What moves you today?
— I cry easily, I’m a romantic. A love story in a film, a dog story—I cry like a baby. Unfortunately, I’m also moved by the tragedies of today: when I hear of a woman killed by an ex or a husband, it makes me angry, but also breaks me inside. I’m very sensitive: even a simple scene, like a couple kissing on a bench, brings tears to my eyes. I can’t help it.

Among all your memories, is there one that still protects you when the storm comes?
— Yes. I lost my grandparents early, both maternal and paternal. They never saw my career or my success. But I remember one gesture: when I moved to Milan, my maternal grandmother set aside two kitchen towels and said, “Take them with you, you’ll need them in your new home.” That memory of her love, so simple and concrete, still protects me in difficult days.

If you close your eyes and truly listen to yourself, can you say you’re happy?
— Maybe “happy” is too big a word. But I feel serene. And that, in itself, is a form of happiness. I have no regrets or remorse. Even while writing my book, I realized I would do everything again, the same way. Even my arguments—always for good reasons—I would repeat them. I wouldn’t change a comma.

And finally: what phrase represents you today, in 2025?
— Always the same: live and let live. It’s my motto of yesterday, today, and tomorrow.

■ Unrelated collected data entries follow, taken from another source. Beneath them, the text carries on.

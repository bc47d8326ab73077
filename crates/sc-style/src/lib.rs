#![forbid(unsafe_code)]

//! Style: named style records, CSS text, SC rules, and scoped classes.
//!
//! # Role in SC
//! `sc-style` is the style collaborator of the reactive engine. Everything
//! that turns a name into CSS declarations lives here.
//!
//! # Primary responsibilities
//! - **StyleTable**: name to property map lookup with duplicate checks.
//! - **declarations**: CSS declaration text in and out.
//! - **RuleSet**: the `sc_rules` mini-language of named rule variants.
//! - **CssDocument / GeneratedSheet**: tracked stylesheets and the sheet
//!   SC writes scoped classes into.
//! - **StyleRuleEngine**: the facade the runtime talks to.
//!
//! # How it fits in the system
//! `sc-runtime` owns one [`StyleRuleEngine`] per style context and calls it
//! from stylize requests and style-mode renders.

pub mod declarations;
pub mod engine;
pub mod record;
pub mod rules;
pub mod sheet;
pub mod table;

pub use engine::{IngestReport, OverlayAssignment, RuleMode, StyleRuleEngine};
pub use record::StyleRecord;
pub use rules::{Rule, RuleSet};
pub use sheet::{CssDocument, CssRule, DocumentRule, GeneratedSheet, TrackedClass};
pub use table::StyleTable;
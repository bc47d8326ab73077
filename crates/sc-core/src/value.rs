//! Observable payloads and their tracked (comparison) form.
//!
//! Payloads are JSON-shaped [`Value`]s. Containers (objects and arrays) are
//! compared by their serialized text, which is stable and preserves key
//! insertion order, so `{"a":1}` written twice compares equal while the
//! payload handed to renderers stays the original value.

pub use serde_json::Value;

/// Whether a value is an object or an array.
#[inline]
#[must_use]
pub fn is_container(value: &Value) -> bool {
    matches!(value, Value::Object(_) | Value::Array(_))
}

/// Short human description of a value's shape, for error messages.
#[must_use]
pub fn kind_of(value: &Value) -> &'static str {
    match value {
        Value::Null => "null",
        Value::Bool(_) => "a boolean",
        Value::Number(_) => "a number",
        Value::String(_) => "a string",
        Value::Array(_) => "an array",
        Value::Object(_) => "an object",
    }
}

/// The form in which a binding remembers the last value it rendered.
#[derive(Debug, Clone, PartialEq)]
pub enum Tracked {
    /// A scalar kept as-is.
    Plain(Value),
    /// A container kept as its serialized text.
    Serialized(String),
}

impl Tracked {
    /// Normalize a value for equality tracking.
    #[must_use]
    pub fn of(value: &Value) -> Self {
        if is_container(value) {
            Self::Serialized(value.to_string())
        } else {
            Self::Plain(value.clone())
        }
    }
}

#[cfg(test)]
mod tests {
    use super::*;
    use proptest::prelude::*;
    use serde_json::json;

    #[test]
    fn scalars_stay_plain() {
        assert_eq!(Tracked::of(&json!("red")), Tracked::Plain(json!("red")));
        assert_eq!(Tracked::of(&json!(3)), Tracked::Plain(json!(3)));
        assert_eq!(Tracked::of(&Value::Null), Tracked::Plain(Value::Null));
    }

    #[test]
    fn containers_serialize() {
        assert_eq!(
            Tracked::of(&json!({"a": 1})),
            Tracked::Serialized(r#"{"a":1}"#.into())
        );
        assert_eq!(
            Tracked::of(&json!([1, 2])),
            Tracked::Serialized("[1,2]".into())
        );
    }

    #[test]
    fn equal_objects_track_equal() {
        assert_eq!(Tracked::of(&json!({"a": 1})), Tracked::of(&json!({"a": 1})));
        assert_ne!(Tracked::of(&json!({"a": 1})), Tracked::of(&json!({"a": 2})));
    }

    #[test]
    fn key_order_is_preserved() {
        let ab = json!({"a": 1, "b": 2});
        let ba = json!({"b": 2, "a": 1});
        assert_eq!(ab.to_string(), r#"{"a":1,"b":2}"#);
        assert_ne!(Tracked::of(&ab), Tracked::of(&ba));
    }

    #[test]
    fn string_never_equals_serialized_object() {
        let text = json!(r#"{"a":1}"#);
        assert_ne!(Tracked::of(&text), Tracked::of(&json!({"a": 1})));
    }

    fn object(entries: &[(String, i64)]) -> Value {
        let mut map = serde_json::Map::new();
        for (key, value) in entries {
            map.insert(key.clone(), json!(value));
        }
        Value::Object(map)
    }

    proptest! {
        #[test]
        fn tracking_agrees_with_structural_equality(
            a in proptest::collection::vec(("[a-c]", 0i64..3), 0..4),
            b in proptest::collection::vec(("[a-c]", 0i64..3), 0..4),
        ) {
            let (a, b) = (object(&a), object(&b));
            prop_assert_eq!(Tracked::of(&a) == Tracked::of(&b), a.to_string() == b.to_string());
            prop_assert_eq!(Tracked::of(&a), Tracked::of(&a.clone()));
        }
    }

    #[test]
    fn kind_descriptions() {
        assert_eq!(kind_of(&json!(true)), "a boolean");
        assert_eq!(kind_of(&json!({})), "an object");
        assert!(is_container(&json!([])));
        assert!(!is_container(&Value::Null));
    }
}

Meeting Patrizia Rossetti leaves the imprint of a woman who has never stopped believing in the strength of humility and truth. A host capable of crossing different television seasons without losing her authenticity, always remaining “the girl next door.”
Yet, behind the glitter of the small screen, her final thought goes to women—those who fall and are afraid to rise again. Her message resounds like an anthem, worth more than a thousand resilience manuals:
“No matter what you’ve been through, you can always rise again. You can not only love life again, but also remain open to affection, to love, to emotions. You must never close yourself off: strength is within us, and it is always worth getting back in the game.”
A message that both caresses and illuminates, like a discreet ray filtering through the shadows: life, with all its wounds, must still be lived without ever stopping to open yourself to others. Because, as Patrizia reminds us, the secret is just one: live and let live.